U.S. lawmakers are still vying to throw in crypto-related measures into end-of-year legislative packages, though industry sources say more action will likely happen in 2024.
While Republican House Speaker Mike Johnson’s approach to a spending measure may mean there will be no larger “omnibus” bill where several measures can be thrown into at the end of the year, some crypto provisions may still end up in other end-of-year bills.
The National Defense Authorization Act could include an amendment from Sens. Cynthia Lummis, R-Wyo., Kirsten Gillibrand, D-N.Y., Roger Marshall, R-Kan., and Elizabeth Warren, D-Mass., that would require regulators to set up examination standards for financial institutions engaged in crypto activities while also requiring the Treasury Department to come up with recommendations to Congress on crypto mixers.
The amendment is still in flux, Sen. Lummis told reporters on Thursday at the Blockchain Association Policy Summit.
“I hear rumors, and that’s all they are, that it may get caught up into some other negotiations and I don’t know whether it’s going to survive,” Lummis said. “But we should know more early next week.”
The proposed amendment is something the crypto industry can accept, said Cody Carbone, vice president of policy for the Chamber of Digital Commerce.
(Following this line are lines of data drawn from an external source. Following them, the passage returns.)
//! HTTP collaborators against a local mock server.
//!
//! `ureq` is blocking, so every call runs on `spawn_blocking` while the mock
//! server keeps serving on the runtime.

use internsync_core::RowIndex;
use internsync_io::{GoogleSheets, HttpSource, SpreadsheetRef};
use internsync_sync::{FetchError, SheetBackend, SheetError, SourceFetcher};
use url::Url;
use wiremock::matchers::{body_partial_json, header, method, path, query_param};
use wiremock::{Mock, MockServer, ResponseTemplate};

fn sheets(server: &MockServer, gid: Option<u64>) -> GoogleSheets {
    let base = Url::parse(&format!("{}/v4/spreadsheets/", server.uri())).expect("base");
    GoogleSheets::new(
        SpreadsheetRef {
            id: "sheet123".to_string(),
            gid,
        },
        "Sheet1",
        "test-token",
    )
    .with_base(base)
}

#[tokio::test(flavor = "multi_thread")]
async fn http_source_returns_body() {
    let server = MockServer::start().await;
    Mock::given(method("GET"))
        .and(path("/README.md"))
        .respond_with(ResponseTemplate::new(200).set_body_string("| Company | Role |"))
        .mount(&server)
        .await;

    let url = format!("{}/README.md", server.uri());
    let body = tokio::task::spawn_blocking(move || HttpSource::new().fetch(&url))
        .await
        .expect("join")
        .expect("fetch");
    assert_eq!(body, "| Company | Role |");
}

#[tokio::test(flavor = "multi_thread")]
async fn http_source_reports_status() {
    let server = MockServer::start().await;
    Mock::given(method("GET"))
        .and(path("/README.md"))
        .respond_with(ResponseTemplate::new(404))
        .mount(&server)
        .await;

    let url = format!("{}/README.md", server.uri());
    let err = tokio::task::spawn_blocking(move || HttpSource::new().fetch(&url))
        .await
        .expect("join")
        .unwrap_err();
    assert!(matches!(err, FetchError::Status { status: 404, .. }), "{err:?}");
}

#[tokio::test(flavor = "multi_thread")]
async fn google_read_all_stringifies_cells() {
    let server = MockServer::start().await;
    Mock::given(method("GET"))
        .and(path("/v4/spreadsheets/sheet123/values/Sheet1!A:G"))
        .and(query_param("majorDimension", "ROWS"))
        .and(header("Authorization", "Bearer test-token"))
        .respond_with(ResponseTemplate::new(200).set_body_json(serde_json::json!({
            "range": "Sheet1!A1:G2",
            "majorDimension": "ROWS",
            "values": [["Company", "Role"], ["Acme", 42]]
        })))
        .mount(&server)
        .await;

    let mut backend = sheets(&server, Some(0));
    let values = tokio::task::spawn_blocking(move || backend.read_all())
        .await
        .expect("join")
        .expect("read");
    assert_eq!(values, vec![vec!["Company", "Role"], vec!["Acme", "42"]]);
}

#[tokio::test(flavor = "multi_thread")]
async fn google_empty_sheet_has_no_values_key() {
    let server = MockServer::start().await;
    Mock::given(method("GET"))
        .and(path("/v4/spreadsheets/sheet123/values/Sheet1!A:G"))
        .respond_with(
            ResponseTemplate::new(200)
                .set_body_json(serde_json::json!({ "range": "Sheet1!A1:G1000" })),
        )
        .mount(&server)
        .await;

    let mut backend = sheets(&server, Some(0));
    let values = tokio::task::spawn_blocking(move || backend.read_all())
        .await
        .expect("join")
        .expect("read");
    assert!(values.is_empty());
}

#[tokio::test(flavor = "multi_thread")]
async fn google_write_uses_raw_values() {
    let server = MockServer::start().await;
    Mock::given(method("PUT"))
        .and(path("/v4/spreadsheets/sheet123/values/Sheet1!A2:G3"))
        .and(query_param("valueInputOption", "RAW"))
        .and(body_partial_json(serde_json::json!({
            "values": [["Acme"], ["Globex"]]
        })))
        .respond_with(ResponseTemplate::new(200).set_body_json(serde_json::json!({})))
        .expect(1)
        .mount(&server)
        .await;

    let mut backend = sheets(&server, Some(0));
    tokio::task::spawn_blocking(move || {
        backend.write_range(
            RowIndex(2),
            &[vec!["Acme".to_string()], vec!["Globex".to_string()]],
        )
    })
    .await
    .expect("join")
    .expect("write");
}

#[tokio::test(flavor = "multi_thread")]
async fn google_insert_resolves_sheet_id_by_title() {
    let server = MockServer::start().await;
    Mock::given(method("GET"))
        .and(path("/v4/spreadsheets/sheet123"))
        .respond_with(ResponseTemplate::new(200).set_body_json(serde_json::json!({
            "sheets": [
                { "properties": { "sheetId": 0, "title": "Archive" } },
                { "properties": { "sheetId": 987, "title": "Sheet1" } }
            ]
        })))
        .expect(1)
        .mount(&server)
        .await;
    Mock::given(method("POST"))
        .and(path("/v4/spreadsheets/sheet123:batchUpdate"))
        .and(body_partial_json(serde_json::json!({
            "requests": [{ "insertDimension": { "range": {
                "sheetId": 987, "dimension": "ROWS", "startIndex": 1, "endIndex": 4
            }}}]
        })))
        .respond_with(ResponseTemplate::new(200).set_body_json(serde_json::json!({})))
        .expect(2)
        .mount(&server)
        .await;

    let mut backend = sheets(&server, None);
    tokio::task::spawn_blocking(move || {
        backend.insert_rows(RowIndex(2), 3)?;
        backend.insert_rows(RowIndex(2), 3)
    })
    .await
    .expect("join")
    .expect("insert");
}

fn two_tab_metadata() -> ResponseTemplate {
    ResponseTemplate::new(200).set_body_json(serde_json::json!({
        "sheets": [
            { "properties": { "sheetId": 0, "title": "Sheet1" } },
            { "properties": { "sheetId": 777, "title": "Tracker" } }
        ]
    }))
}

#[tokio::test(flavor = "multi_thread")]
async fn google_insert_rejects_link_gid_of_another_tab() {
    let server = MockServer::start().await;
    Mock::given(method("GET"))
        .and(path("/v4/spreadsheets/sheet123"))
        .respond_with(two_tab_metadata())
        .mount(&server)
        .await;
    Mock::given(method("POST"))
        .and(path("/v4/spreadsheets/sheet123:batchUpdate"))
        .respond_with(ResponseTemplate::new(200).set_body_json(serde_json::json!({})))
        .expect(0)
        .mount(&server)
        .await;

    let mut backend = sheets(&server, Some(777));
    let err = tokio::task::spawn_blocking(move || backend.insert_rows(RowIndex(2), 3))
        .await
        .expect("join")
        .unwrap_err();
    match err {
        SheetError::Layout(message) => {
            assert!(message.contains("gid=777"), "{message}");
            assert!(message.contains("'Tracker'"), "{message}");
            assert!(message.contains("'Sheet1'"), "{message}");
        }
        other => panic!("expected layout error, got {other:?}"),
    }
}

#[tokio::test(flavor = "multi_thread")]
async fn google_insert_targets_titled_tab_when_link_gid_agrees() {
    let server = MockServer::start().await;
    Mock::given(method("GET"))
        .and(path("/v4/spreadsheets/sheet123"))
        .respond_with(two_tab_metadata())
        .expect(1)
        .mount(&server)
        .await;
    Mock::given(method("POST"))
        .and(path("/v4/spreadsheets/sheet123:batchUpdate"))
        .and(body_partial_json(serde_json::json!({
            "requests": [{ "insertDimension": { "range": {
                "sheetId": 0, "dimension": "ROWS", "startIndex": 1, "endIndex": 4
            }}}]
        })))
        .respond_with(ResponseTemplate::new(200).set_body_json(serde_json::json!({})))
        .expect(1)
        .mount(&server)
        .await;

    let mut backend = sheets(&server, Some(0));
    tokio::task::spawn_blocking(move || backend.insert_rows(RowIndex(2), 3))
        .await
        .expect("join")
        .expect("insert");
}

#[tokio::test(flavor = "multi_thread")]
async fn google_rejection_carries_api_message() {
    let server = MockServer::start().await;
    Mock::given(method("POST"))
        .and(path("/v4/spreadsheets/sheet123/values/Sheet1:clear"))
        .respond_with(ResponseTemplate::new(403).set_body_json(serde_json::json!({
            "error": { "code": 403, "message": "The caller does not have permission" }
        })))
        .mount(&server)
        .await;

    let mut backend = sheets(&server, Some(0));
    let err = tokio::task::spawn_blocking(move || backend.clear())
        .await
        .expect("join")
        .unwrap_err();
    match err {
        SheetError::Rejected { status, message } => {
            assert_eq!(status, 403);
            assert_eq!(message, "The caller does not have permission");
        }
        other => panic!("expected rejection, got {other:?}"),
    }
}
The crypto industry is less keen on a bill from Sen. Warren that aims to crack down on the use of crypto for money laundering and sanctions evasion in part by extending know-your-customer requirements to miners and wallet providers.
“We just don’t want to create new standards and burdens on some of these players in the ecosystem that aren’t relevant, which is what Warren’s bill would do for miners and validators who don’t work with customers,” Carbone said. “So we think this is a good compromise.”
One bill that Carbone said he would like to get added to the NDAA is the Financial Technology Protection Act, which creates a working group with representatives from several federal agencies including Treasury to combat terrorism and illicit financing.
“We’re hopeful and we’ve been advocating for that to get added,” Carbone said.
Crypto provisions could also be included in a final appropriations package, such as one from Rep. Josh Gottheimer, D-N.J., which would allocate $3 million to the Treasury Department for research and to work with blockchain analytics firms to help combat terrorist financing, Carbone said. Others that are more partisan, such as Republican Rep. Tom Emmer’s provision to remove all funding from the Securities and Exchange Commission for crypto related enforcement actions, are unlikely to be included, Carbone said.
Tensions heat up
Rep. Patrick McHenry, R-N.C., chair of the House Financial Services Committee, has meanwhile been pushing to include crypto legislation into the NDAA, according to multiple news reports. His committee advanced a market structure bill and another bill that would regulate stablecoins on the federal level during the summer and is awaiting a full House vote.
“Those rumors are true, they are trying to push through either market structure or stablecoins, but the odds of that happening successfully are pretty rough but we’ll see,” said Ron Hammond, director of government relations at the Blockchain Association.
McHenry would still need buy in from Sen. Sherrod Brown, D-Ohio. Brown leads the Senate Banking Committee and has been critical of the crypto industry, recently calling for a crackdown.
Hammond said the stablecoin bill, which has a bit more of a buy in from top Democrats such as former House Financial Services Committee Chair Maxine Waters, D-Calif., could potentially slide into the NDAA. Odds are slim of getting either bill included in the NDAA, but the stablecoin provision is the more likely of the two given concerns around Tether’s alleged use in illicit finance, Hammond said.
McHenry also went so far as to threaten to block bipartisan banking policy in the NDAA, including a bill introduced by Brown to combat the fentanyl crisis, this past week, according to Punchbowl News. The market structure and stablecoin bills are essentially McHenry’s babies, the Chamber of Digital Commerce’s Carbone said, though said it’s likely that the industry could see a “more dedicated legislative effort in 2024.”
“These bills are definitely a priority for him and I think that we’re seeing is that they are more of a priority than anyone expected,” Carbone said. “These are his babies and he is really dedicated to moving them so I think it makes sense that he is going to look for any vehicle possible to pass them.”